Théâtrales, juillet 2024

« La forêt se déchaîne, les vivants se soulèvent, la beauté mène l’insurrection, et à l’intérieur ça vit, ça chante, cherche, explose, ça s’étreint et se déchire, cela vit, vit, vit. »

par Lidia Filippini

M.A.D, Je te promets la forêt rebelle est une pièce engagée en faveur de la protection de la Terre.
Une jeune femme apprend à l’aéroport la mort de son frère dans une ZAD. Elle renonce alors au voyage d’affaire qui devait lui permettre de vendre un projet d’ingénierie à des start-ups pour se rendre sur les lieux où le jeune étudiant en botanique a disparu. Pacifiste et mu par le désir de vivre autrement son rapport à la terre, Frère était parti, son carnet en poche, pour recenser les espèces végétales présentes dans la ZAD. Il a été victime d’une grenade offensive, lancée par un gendarme lors d’affrontements opposant les zadistes aux forces de l’ordre.

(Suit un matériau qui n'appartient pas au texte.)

//! Culling configuration
//!
//! Limits are read once before the pipeline is created and sized into every
//! buffer. Toggles flow into the per-frame cull data.

use std::path::Path;

use serde::{Deserialize, Serialize};

use crate::constants::{culling, flags, meshlet};
use crate::error::{CullError, CullResult};

/// Static capacity bounds handed to pipeline initialization
#[derive(Debug, Clone, Copy, PartialEq, Eq, Serialize, Deserialize)]
#[serde(default)]
pub struct CullLimits {
    pub max_objects: u32,
    pub max_meshlets: u32,
    pub max_draw_indirect_calls: u32,
    pub meshlet_max_triangles: u32,
    pub buffered_frames: u32,
    pub batch_overlap: u32,
}

impl CullLimits {
    pub const DEFAULT: CullLimits = CullLimits {
        max_objects: culling::MAX_OBJECTS,
        max_meshlets: culling::MAX_MESHLETS,
        max_draw_indirect_calls: culling::MAX_DRAW_INDIRECT_CALLS,
        meshlet_max_triangles: meshlet::MAX_TRIANGLES,
        buffered_frames: culling::BUFFERED_FRAMES,
        batch_overlap: culling::CULL_DRAW_BATCH_OVERLAP,
    };

    /// One batch is one indirect draw call
    pub fn max_commands_per_batch(&self) -> u32 {
        self.max_draw_indirect_calls
    }

    /// Indirect-call budget plus one batch of slack
    pub fn max_command_count(&self) -> u32 {
        self.max_draw_indirect_calls + self.max_commands_per_batch()
    }

    pub fn sub_batch_count(&self) -> u32 {
        self.max_command_count().div_ceil(self.max_commands_per_batch())
    }

    pub fn max_triangles_per_batch(&self) -> u32 {
        self.max_commands_per_batch() * self.meshlet_max_triangles
    }

    pub fn triangle_groups_per_meshlet(&self) -> u32 {
        self.meshlet_max_triangles.div_ceil(meshlet::TRIANGLE_GROUP_SIZE)
    }

    pub fn validate(&self) -> CullResult<()> {
        let fail = |reason: String| Err(CullError::InvalidLimits { reason });

        if self.max_objects == 0 || self.max_meshlets == 0 {
            return fail("object and meshlet bounds must be non-zero".into());
        }
        if self.max_draw_indirect_calls == 0 {
            return fail("indirect-call budget must be non-zero".into());
        }
        if self.meshlet_max_triangles == 0 || self.triangle_groups_per_meshlet() > meshlet::MAX_TRIANGLE_GROUPS {
            return fail(format!(
                "meshlet triangle budget {} outside 1..={}",
                self.meshlet_max_triangles,
                meshlet::MAX_TRIANGLE_GROUPS * meshlet::TRIANGLE_GROUP_SIZE
            ));
        }
        if self.buffered_frames == 0 || self.batch_overlap == 0 {
            return fail("buffering depths must be at least 1".into());
        }
        // One workgroup per object and per command, so both must fit a dispatch dimension
        if self.max_objects > 65_535 || self.max_commands_per_batch() > 65_535 {
            return fail("objects and commands per batch must fit one dispatch dimension".into());
        }
        let index_words = self.max_triangles_per_batch() as u64 * 3 * self.batch_overlap as u64;
        if index_words > u32::MAX as u64 {
            return fail(format!("batch index allocation of {} words overflows u32 indexing", index_words));
        }
        Ok(())
    }
}

impl Default for CullLimits {
    fn default() -> Self {
        Self::DEFAULT
    }
}

/// Per-test switches carried into the cull data flags
#[derive(Debug, Clone, Copy, PartialEq, Eq, Serialize, Deserialize)]
#[serde(default)]
pub struct CullToggles {
    pub frustum: bool,
    pub occlusion: bool,
    pub cone: bool,
    /// When false the triangle kernel keeps every triangle
    pub triangles: bool,
    /// Run the second pass against the rebuilt pyramid
    pub reocclusion: bool,
}

impl CullToggles {
    pub fn bits(&self) -> u32 {
        let mut bits = 0;
        if self.frustum {
            bits |= flags::CULL_FRUSTUM;
        }
        if self.occlusion {
            bits |= flags::CULL_OCCLUSION;
        }
        if self.cone {
            bits |= flags::CULL_CONE;
        }
        if self.triangles {
            bits |= flags::CULL_TRIANGLES;
        }
        bits
    }
}

impl Default for CullToggles {
    fn default() -> Self {
        Self {
            frustum: true,
            occlusion: true,
            cone: true,
            triangles: true,
            reocclusion: true,
        }
    }
}

/// Top-level culling configuration file
#[derive(Debug, Clone, Default, PartialEq, Serialize, Deserialize)]
#[serde(default)]
pub struct CullConfig {
    pub limits: CullLimits,
    pub toggles: CullToggles,
}

impl CullConfig {
    pub fn from_toml_str(source: &str) -> CullResult<Self> {
        let config: CullConfig = toml::from_str(source)?;
        config.limits.validate()?;
        Ok(config)
    }

    pub fn load(path: impl AsRef<Path>) -> CullResult<Self> {
        let path = path.as_ref();
        let source = std::fs::read_to_string(path)?;
        log::info!("[CullConfig::load] Loading culling config from {}", path.display());
        Self::from_toml_str(&source)
    }
}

 La ZAD est située dans une forêt qui, comme toutes les forêts, regorge de mystères. Entre les arbres, Sœur croit apercevoir Walden, le chien de son enfance. Lancée à sa poursuite, elle va rencontrer toute une galerie de personnages plus ou moins oniriques : un jardinier nommé Neil Armstrong qui, s’il avait eu un fils, aurait aimé l’appeler Judas, une fille-jaguar, une sorcière, mais aussi le fonctionnaire auteur de la bavure. Les zadistes, quant à eux, lui font entrevoir cette manière de vivre différente où chacun s’efforce de construire ensemble un « autre futur » qui avait tellement séduit son frère.

 L’enquête que mène Sœur pour comprendre ce qui est arrivé à Frère prend peu à peu la forme d’une quête identitaire. Au fil de des rencontres, la jeune femme qui, jusqu’alors ne comprenait pas l’engagement écologique et social de son frère, va voir ses certitudes vaciller.

Le texte est traversé de bout en bout par des références à Macbeth, et plus précisément à l’acte V de la pièce de Shakespeare, « La forêt qui marche » dans lequel une armée de soldats, portant chacun une branche d’arbre avance vers le château de Macbeth. Une des sorcières rencontrées pendant sa jeunesse avait bien prédit au roi : « Rien ne pourra t’arriver tant que la grande forêt ne se sera pas mise en marche contre toi. » Mais, Macbeth, qui était encore un jeune général à l’époque, avait pris cette prophétie à la légère : « Cela n’arrivera jamais ! Qui peut de force enrôler la forêt et ordonner à l’arbre d’ébranler sa racine enchaînée dans la terre ? […] notre grand Macbeth vivra jusqu’au terme normal de toute vie et rendra le dernier soupir à l’heure où tout homme doit le rendre. », s’était-il écrié, sûr de son pouvoir et de sa puissance. Dans M.A.D, la forêt rebelle, c’est celle des zadistes et des défenseurs de la nature qui, seuls, ont compris l’importance de changer notre modèle de société. M.A.D, acronyme de « monde à défendre », c’est la folie des hommes qui ne respectent plus leur planète.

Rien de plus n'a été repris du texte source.